Exercise aim –
Check every line of the entries for "children", and copy the lines that hold it.

*** Opening Extracted records ***

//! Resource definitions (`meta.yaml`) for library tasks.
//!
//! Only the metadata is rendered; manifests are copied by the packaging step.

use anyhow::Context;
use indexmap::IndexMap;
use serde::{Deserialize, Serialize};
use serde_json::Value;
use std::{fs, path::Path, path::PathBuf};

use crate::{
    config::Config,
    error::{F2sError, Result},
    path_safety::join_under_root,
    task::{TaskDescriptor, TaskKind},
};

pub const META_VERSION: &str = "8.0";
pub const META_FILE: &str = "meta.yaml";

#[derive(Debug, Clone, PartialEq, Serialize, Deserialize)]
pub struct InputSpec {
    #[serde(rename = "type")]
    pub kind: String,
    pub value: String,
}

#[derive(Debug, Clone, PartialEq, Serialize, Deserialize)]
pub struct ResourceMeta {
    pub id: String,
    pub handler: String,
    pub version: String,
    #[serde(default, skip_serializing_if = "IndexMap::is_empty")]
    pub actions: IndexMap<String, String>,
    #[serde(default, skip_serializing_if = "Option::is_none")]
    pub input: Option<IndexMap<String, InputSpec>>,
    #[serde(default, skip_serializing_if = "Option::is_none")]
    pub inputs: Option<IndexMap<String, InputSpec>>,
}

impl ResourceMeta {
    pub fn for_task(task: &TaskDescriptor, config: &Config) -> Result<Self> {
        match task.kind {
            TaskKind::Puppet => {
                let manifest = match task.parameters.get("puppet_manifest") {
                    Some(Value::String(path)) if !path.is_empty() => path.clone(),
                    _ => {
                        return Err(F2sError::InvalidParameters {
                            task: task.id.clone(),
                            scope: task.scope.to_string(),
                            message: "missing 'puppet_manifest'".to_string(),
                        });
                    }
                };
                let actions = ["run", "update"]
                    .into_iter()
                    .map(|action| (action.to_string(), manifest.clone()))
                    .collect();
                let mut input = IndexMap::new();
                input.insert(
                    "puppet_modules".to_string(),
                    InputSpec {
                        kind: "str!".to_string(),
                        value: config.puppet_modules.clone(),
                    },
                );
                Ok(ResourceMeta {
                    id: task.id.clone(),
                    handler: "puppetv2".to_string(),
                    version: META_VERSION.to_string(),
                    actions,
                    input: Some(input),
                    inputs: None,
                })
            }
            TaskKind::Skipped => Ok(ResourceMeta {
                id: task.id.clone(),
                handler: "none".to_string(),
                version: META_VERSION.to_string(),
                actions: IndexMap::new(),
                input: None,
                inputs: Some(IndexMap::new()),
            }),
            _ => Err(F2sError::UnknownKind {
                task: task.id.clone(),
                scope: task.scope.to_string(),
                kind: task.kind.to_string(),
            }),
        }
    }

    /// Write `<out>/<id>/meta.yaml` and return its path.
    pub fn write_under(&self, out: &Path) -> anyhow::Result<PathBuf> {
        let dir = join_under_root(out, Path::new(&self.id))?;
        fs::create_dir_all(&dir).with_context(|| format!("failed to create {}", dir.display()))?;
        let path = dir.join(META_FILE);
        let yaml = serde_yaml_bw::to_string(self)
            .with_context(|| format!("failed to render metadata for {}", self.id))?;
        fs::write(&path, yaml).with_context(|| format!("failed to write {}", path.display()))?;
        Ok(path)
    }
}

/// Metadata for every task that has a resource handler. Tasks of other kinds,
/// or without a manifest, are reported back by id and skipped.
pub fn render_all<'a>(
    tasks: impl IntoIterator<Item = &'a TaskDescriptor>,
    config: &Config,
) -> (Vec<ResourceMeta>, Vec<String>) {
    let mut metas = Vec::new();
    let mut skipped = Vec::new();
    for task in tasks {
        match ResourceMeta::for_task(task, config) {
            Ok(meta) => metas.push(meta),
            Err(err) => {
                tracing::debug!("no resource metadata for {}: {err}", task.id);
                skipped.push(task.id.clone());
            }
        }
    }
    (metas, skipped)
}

*** Closing Extracted records ***
*** Opening Extracted records ***

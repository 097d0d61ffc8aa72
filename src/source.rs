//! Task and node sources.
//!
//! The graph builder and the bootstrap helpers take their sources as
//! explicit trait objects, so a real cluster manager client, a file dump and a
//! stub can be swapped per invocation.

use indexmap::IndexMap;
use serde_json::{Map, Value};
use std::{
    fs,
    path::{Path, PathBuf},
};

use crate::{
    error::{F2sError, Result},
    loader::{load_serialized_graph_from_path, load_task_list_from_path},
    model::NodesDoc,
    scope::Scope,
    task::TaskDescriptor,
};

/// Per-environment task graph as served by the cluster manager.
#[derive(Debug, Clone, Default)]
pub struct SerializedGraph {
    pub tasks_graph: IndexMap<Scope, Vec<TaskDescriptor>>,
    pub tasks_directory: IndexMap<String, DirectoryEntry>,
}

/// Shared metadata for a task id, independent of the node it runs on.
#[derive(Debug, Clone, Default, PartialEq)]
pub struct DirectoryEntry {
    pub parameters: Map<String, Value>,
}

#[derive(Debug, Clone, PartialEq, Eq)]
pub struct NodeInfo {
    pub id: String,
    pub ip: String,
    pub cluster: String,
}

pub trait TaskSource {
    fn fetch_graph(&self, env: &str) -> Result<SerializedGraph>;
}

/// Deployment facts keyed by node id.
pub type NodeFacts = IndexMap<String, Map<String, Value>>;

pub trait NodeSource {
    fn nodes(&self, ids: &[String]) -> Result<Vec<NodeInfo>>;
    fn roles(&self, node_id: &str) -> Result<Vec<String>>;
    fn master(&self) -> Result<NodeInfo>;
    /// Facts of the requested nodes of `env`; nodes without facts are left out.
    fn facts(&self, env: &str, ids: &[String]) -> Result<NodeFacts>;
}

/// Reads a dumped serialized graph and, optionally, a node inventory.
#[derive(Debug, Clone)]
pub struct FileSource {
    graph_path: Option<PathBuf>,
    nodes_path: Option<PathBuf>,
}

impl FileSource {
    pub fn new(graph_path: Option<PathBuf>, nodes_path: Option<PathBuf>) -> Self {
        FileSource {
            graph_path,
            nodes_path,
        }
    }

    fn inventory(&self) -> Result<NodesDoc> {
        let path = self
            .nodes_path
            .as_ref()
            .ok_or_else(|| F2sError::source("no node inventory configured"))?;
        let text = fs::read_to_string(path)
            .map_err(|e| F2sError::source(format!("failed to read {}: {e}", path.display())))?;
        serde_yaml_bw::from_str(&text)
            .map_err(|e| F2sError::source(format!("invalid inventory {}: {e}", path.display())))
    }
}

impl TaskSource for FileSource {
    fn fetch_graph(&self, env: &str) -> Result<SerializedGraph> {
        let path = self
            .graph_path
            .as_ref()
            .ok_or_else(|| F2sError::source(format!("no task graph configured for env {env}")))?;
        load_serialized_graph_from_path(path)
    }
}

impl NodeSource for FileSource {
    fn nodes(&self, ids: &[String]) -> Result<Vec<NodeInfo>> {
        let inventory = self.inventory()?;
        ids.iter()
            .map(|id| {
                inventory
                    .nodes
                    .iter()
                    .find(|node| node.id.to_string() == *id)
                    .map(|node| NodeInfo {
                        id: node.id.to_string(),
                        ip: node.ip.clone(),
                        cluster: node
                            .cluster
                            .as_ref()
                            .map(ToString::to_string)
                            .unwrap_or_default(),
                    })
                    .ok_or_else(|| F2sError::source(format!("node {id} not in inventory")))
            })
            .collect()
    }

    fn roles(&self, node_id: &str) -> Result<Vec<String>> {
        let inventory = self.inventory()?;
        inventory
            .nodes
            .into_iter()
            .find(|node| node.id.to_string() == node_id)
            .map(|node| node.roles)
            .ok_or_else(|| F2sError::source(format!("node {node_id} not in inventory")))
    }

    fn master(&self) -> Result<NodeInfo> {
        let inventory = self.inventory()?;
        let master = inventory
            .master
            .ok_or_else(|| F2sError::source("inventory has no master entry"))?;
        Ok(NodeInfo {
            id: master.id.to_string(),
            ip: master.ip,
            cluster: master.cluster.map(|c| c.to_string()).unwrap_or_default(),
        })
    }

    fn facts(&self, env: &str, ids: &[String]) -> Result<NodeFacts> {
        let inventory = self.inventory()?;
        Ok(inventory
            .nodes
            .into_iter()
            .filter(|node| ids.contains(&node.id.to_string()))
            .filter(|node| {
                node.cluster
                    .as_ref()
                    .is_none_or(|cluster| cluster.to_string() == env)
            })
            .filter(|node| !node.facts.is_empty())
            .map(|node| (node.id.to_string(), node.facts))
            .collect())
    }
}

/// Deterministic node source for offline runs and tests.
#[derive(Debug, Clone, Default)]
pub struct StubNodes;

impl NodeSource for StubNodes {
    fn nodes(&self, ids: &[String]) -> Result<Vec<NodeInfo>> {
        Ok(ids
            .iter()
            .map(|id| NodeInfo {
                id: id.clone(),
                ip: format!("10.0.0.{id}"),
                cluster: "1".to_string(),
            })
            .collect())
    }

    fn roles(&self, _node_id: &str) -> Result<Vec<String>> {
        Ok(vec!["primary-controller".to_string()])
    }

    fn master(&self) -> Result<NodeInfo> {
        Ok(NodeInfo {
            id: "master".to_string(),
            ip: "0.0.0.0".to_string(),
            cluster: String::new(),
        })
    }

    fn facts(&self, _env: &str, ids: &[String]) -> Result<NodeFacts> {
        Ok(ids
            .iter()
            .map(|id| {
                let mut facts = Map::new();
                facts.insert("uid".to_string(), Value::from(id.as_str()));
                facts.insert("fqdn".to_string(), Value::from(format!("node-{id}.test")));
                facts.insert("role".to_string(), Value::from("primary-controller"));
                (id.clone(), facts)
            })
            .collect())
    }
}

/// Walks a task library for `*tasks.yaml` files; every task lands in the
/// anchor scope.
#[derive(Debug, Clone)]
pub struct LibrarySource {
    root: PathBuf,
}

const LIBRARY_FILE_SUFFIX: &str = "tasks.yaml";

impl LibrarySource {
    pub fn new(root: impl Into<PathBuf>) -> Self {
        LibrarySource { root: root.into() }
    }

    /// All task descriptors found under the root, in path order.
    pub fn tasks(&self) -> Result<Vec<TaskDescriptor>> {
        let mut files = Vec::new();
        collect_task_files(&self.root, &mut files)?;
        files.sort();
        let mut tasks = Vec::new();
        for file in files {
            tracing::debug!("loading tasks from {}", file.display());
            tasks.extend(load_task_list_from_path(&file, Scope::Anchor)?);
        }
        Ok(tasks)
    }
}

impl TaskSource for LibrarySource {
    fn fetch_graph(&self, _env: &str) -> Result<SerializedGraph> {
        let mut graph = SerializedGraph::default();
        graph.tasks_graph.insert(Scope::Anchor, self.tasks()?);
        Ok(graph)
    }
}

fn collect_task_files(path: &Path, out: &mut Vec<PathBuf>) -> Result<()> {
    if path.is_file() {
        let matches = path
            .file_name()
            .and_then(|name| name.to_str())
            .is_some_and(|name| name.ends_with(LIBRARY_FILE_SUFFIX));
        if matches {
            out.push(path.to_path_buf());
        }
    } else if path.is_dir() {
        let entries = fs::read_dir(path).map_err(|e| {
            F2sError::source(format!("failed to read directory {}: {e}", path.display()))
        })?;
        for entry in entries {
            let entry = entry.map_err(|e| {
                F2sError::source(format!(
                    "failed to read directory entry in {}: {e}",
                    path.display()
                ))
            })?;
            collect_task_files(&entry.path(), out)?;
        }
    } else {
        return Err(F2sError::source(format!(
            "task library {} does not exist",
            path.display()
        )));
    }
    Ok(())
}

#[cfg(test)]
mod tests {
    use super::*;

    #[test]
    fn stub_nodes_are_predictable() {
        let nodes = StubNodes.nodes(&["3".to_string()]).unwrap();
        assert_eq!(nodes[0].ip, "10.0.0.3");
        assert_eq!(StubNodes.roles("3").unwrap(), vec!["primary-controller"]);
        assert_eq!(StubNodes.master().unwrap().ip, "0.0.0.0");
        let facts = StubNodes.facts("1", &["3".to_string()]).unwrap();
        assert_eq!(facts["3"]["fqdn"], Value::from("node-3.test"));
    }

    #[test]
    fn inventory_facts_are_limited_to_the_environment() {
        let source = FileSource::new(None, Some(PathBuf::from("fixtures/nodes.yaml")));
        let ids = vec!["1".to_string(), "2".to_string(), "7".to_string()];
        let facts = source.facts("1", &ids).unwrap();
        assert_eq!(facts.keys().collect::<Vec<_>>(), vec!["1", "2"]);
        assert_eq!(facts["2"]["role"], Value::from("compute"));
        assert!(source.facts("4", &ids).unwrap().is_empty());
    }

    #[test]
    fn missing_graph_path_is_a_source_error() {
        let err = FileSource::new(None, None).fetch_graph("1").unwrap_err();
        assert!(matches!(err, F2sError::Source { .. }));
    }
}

*** Closing Extracted records ***
*** Opening Extracted records ***

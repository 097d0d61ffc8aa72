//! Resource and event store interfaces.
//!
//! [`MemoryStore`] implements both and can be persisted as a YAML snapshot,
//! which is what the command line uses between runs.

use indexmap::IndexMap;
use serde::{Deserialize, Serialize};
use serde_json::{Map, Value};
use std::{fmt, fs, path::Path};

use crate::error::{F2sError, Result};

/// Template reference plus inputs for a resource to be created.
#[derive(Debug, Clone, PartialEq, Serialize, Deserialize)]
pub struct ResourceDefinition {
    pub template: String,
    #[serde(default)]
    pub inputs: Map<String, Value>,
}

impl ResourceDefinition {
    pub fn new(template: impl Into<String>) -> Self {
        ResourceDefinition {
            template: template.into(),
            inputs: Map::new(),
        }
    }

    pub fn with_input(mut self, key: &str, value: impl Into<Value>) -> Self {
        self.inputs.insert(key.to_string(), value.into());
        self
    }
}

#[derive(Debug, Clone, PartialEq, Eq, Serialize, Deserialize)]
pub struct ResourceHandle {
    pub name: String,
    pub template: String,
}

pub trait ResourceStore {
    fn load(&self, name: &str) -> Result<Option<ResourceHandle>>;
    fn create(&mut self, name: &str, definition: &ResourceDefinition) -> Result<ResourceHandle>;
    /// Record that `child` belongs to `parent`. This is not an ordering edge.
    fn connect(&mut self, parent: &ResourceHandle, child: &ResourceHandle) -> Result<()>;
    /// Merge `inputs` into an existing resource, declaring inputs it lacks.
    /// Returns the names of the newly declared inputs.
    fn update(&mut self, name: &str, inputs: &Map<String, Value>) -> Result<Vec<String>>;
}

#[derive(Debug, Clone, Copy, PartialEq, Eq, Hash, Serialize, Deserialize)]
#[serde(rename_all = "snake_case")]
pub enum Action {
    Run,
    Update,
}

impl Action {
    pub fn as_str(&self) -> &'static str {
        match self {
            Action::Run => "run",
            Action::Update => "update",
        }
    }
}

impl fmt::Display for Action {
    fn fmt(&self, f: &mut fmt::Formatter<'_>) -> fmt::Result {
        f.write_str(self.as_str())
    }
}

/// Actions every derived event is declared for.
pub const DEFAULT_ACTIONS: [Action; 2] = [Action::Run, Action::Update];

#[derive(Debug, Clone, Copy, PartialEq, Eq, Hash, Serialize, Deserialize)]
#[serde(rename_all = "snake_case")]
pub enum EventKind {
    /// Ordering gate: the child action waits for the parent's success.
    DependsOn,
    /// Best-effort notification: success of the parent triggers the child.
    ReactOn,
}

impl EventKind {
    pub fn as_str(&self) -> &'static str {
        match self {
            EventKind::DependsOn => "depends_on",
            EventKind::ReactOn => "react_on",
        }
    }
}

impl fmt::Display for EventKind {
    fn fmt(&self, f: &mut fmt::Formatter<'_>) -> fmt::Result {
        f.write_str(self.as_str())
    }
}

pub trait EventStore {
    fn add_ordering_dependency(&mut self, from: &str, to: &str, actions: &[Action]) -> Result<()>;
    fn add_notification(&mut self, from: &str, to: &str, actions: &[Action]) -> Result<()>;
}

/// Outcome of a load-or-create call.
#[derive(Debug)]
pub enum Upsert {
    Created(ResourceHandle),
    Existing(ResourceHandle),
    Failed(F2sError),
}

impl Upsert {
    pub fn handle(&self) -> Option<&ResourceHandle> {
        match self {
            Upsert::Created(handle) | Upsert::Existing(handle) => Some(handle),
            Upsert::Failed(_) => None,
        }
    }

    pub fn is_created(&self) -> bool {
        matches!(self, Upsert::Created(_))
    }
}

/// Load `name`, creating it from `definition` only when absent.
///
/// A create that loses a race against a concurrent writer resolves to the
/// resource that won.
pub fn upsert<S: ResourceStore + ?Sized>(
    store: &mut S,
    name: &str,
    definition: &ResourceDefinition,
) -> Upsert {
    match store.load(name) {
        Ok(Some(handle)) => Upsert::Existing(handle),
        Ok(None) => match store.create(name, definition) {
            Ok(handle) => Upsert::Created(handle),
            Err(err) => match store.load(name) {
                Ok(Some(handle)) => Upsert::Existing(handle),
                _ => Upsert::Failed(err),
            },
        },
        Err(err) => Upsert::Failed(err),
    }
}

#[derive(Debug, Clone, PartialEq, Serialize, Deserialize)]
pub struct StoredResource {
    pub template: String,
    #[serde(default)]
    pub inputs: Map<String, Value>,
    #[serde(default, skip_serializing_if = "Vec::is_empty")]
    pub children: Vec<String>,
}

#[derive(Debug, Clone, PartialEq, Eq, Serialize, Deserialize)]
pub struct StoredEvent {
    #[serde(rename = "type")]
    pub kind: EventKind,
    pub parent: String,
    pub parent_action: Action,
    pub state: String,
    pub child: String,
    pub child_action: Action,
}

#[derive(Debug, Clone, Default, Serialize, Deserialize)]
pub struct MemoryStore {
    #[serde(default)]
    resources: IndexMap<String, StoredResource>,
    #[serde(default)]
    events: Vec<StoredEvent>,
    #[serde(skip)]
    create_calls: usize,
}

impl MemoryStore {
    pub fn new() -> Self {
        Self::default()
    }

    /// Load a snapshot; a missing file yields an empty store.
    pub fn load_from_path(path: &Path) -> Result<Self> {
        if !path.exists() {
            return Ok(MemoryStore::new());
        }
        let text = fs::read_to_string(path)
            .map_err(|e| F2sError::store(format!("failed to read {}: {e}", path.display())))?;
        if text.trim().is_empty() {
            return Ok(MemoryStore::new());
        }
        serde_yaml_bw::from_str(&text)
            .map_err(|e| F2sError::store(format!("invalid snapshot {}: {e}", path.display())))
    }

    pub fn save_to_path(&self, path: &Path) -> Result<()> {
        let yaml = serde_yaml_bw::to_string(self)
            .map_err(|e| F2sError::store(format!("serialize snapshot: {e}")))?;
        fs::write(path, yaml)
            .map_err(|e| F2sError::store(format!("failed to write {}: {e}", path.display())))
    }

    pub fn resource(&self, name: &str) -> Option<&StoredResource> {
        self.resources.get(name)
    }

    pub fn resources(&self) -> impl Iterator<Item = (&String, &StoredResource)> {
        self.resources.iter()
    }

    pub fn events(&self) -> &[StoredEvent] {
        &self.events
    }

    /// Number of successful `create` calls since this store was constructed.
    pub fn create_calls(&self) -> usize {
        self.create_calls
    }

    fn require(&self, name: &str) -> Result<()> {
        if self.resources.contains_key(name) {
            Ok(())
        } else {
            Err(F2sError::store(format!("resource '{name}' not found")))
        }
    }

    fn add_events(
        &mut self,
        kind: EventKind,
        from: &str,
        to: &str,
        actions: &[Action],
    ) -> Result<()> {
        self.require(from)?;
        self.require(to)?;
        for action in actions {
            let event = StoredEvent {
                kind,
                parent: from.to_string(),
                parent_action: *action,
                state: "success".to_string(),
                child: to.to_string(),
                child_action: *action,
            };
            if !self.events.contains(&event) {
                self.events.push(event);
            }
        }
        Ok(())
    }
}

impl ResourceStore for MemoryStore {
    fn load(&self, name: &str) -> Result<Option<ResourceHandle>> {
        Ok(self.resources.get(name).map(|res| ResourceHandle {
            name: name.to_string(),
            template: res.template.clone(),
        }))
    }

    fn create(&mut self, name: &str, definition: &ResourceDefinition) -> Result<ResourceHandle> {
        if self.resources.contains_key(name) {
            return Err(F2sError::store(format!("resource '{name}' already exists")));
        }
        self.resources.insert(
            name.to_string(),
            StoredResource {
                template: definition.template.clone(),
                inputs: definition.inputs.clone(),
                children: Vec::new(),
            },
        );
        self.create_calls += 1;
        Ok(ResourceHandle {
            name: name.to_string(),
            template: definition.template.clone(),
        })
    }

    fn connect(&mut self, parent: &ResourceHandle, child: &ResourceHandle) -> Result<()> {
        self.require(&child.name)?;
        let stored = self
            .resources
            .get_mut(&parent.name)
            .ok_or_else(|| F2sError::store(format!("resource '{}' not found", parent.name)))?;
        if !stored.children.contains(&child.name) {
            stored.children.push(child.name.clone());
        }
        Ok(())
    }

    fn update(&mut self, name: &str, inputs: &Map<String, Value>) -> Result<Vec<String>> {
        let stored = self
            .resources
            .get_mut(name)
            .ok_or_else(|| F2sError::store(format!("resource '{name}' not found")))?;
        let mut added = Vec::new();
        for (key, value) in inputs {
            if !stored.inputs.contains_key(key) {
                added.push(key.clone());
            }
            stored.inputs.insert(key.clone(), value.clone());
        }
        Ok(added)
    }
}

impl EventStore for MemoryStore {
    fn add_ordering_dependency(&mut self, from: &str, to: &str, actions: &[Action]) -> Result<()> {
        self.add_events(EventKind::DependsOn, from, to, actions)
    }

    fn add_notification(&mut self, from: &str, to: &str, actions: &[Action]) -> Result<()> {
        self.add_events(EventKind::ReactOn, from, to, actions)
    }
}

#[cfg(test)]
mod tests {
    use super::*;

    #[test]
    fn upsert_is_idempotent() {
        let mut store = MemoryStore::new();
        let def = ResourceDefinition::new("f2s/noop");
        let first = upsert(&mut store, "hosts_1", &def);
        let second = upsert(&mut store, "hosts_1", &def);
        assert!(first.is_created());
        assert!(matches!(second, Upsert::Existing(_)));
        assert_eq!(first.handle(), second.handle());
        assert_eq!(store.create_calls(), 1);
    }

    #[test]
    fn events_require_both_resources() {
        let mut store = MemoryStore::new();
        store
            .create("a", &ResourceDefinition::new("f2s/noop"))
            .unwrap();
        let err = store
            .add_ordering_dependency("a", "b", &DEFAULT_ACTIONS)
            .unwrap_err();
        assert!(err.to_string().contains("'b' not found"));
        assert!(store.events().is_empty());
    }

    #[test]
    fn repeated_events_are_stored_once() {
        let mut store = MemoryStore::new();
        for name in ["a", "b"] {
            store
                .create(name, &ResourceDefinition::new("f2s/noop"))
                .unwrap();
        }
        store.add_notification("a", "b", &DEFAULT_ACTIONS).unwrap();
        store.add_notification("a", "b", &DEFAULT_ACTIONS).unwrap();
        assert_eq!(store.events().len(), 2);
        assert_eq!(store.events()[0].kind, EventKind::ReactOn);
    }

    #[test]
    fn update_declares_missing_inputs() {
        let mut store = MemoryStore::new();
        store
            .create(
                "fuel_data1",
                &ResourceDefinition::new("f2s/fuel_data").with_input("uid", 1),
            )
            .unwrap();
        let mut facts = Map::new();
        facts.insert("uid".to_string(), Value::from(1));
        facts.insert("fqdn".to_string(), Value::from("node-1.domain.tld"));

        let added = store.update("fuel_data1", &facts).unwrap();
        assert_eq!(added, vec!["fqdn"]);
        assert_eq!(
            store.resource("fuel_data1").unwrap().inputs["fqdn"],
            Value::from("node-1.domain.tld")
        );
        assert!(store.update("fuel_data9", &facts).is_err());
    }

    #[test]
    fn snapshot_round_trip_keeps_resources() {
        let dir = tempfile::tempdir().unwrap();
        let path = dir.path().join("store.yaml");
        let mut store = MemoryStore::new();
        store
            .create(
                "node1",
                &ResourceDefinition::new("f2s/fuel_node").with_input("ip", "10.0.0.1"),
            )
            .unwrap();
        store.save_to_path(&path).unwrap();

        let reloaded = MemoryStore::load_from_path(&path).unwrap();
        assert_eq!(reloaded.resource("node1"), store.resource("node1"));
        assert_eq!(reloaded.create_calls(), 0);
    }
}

*** Closing Extracted records ***

Answer –
    pub children: Vec<String>,
                children: Vec::new(),
        if !stored.children.contains(&child.name) {
            stored.children.push(child.name.clone());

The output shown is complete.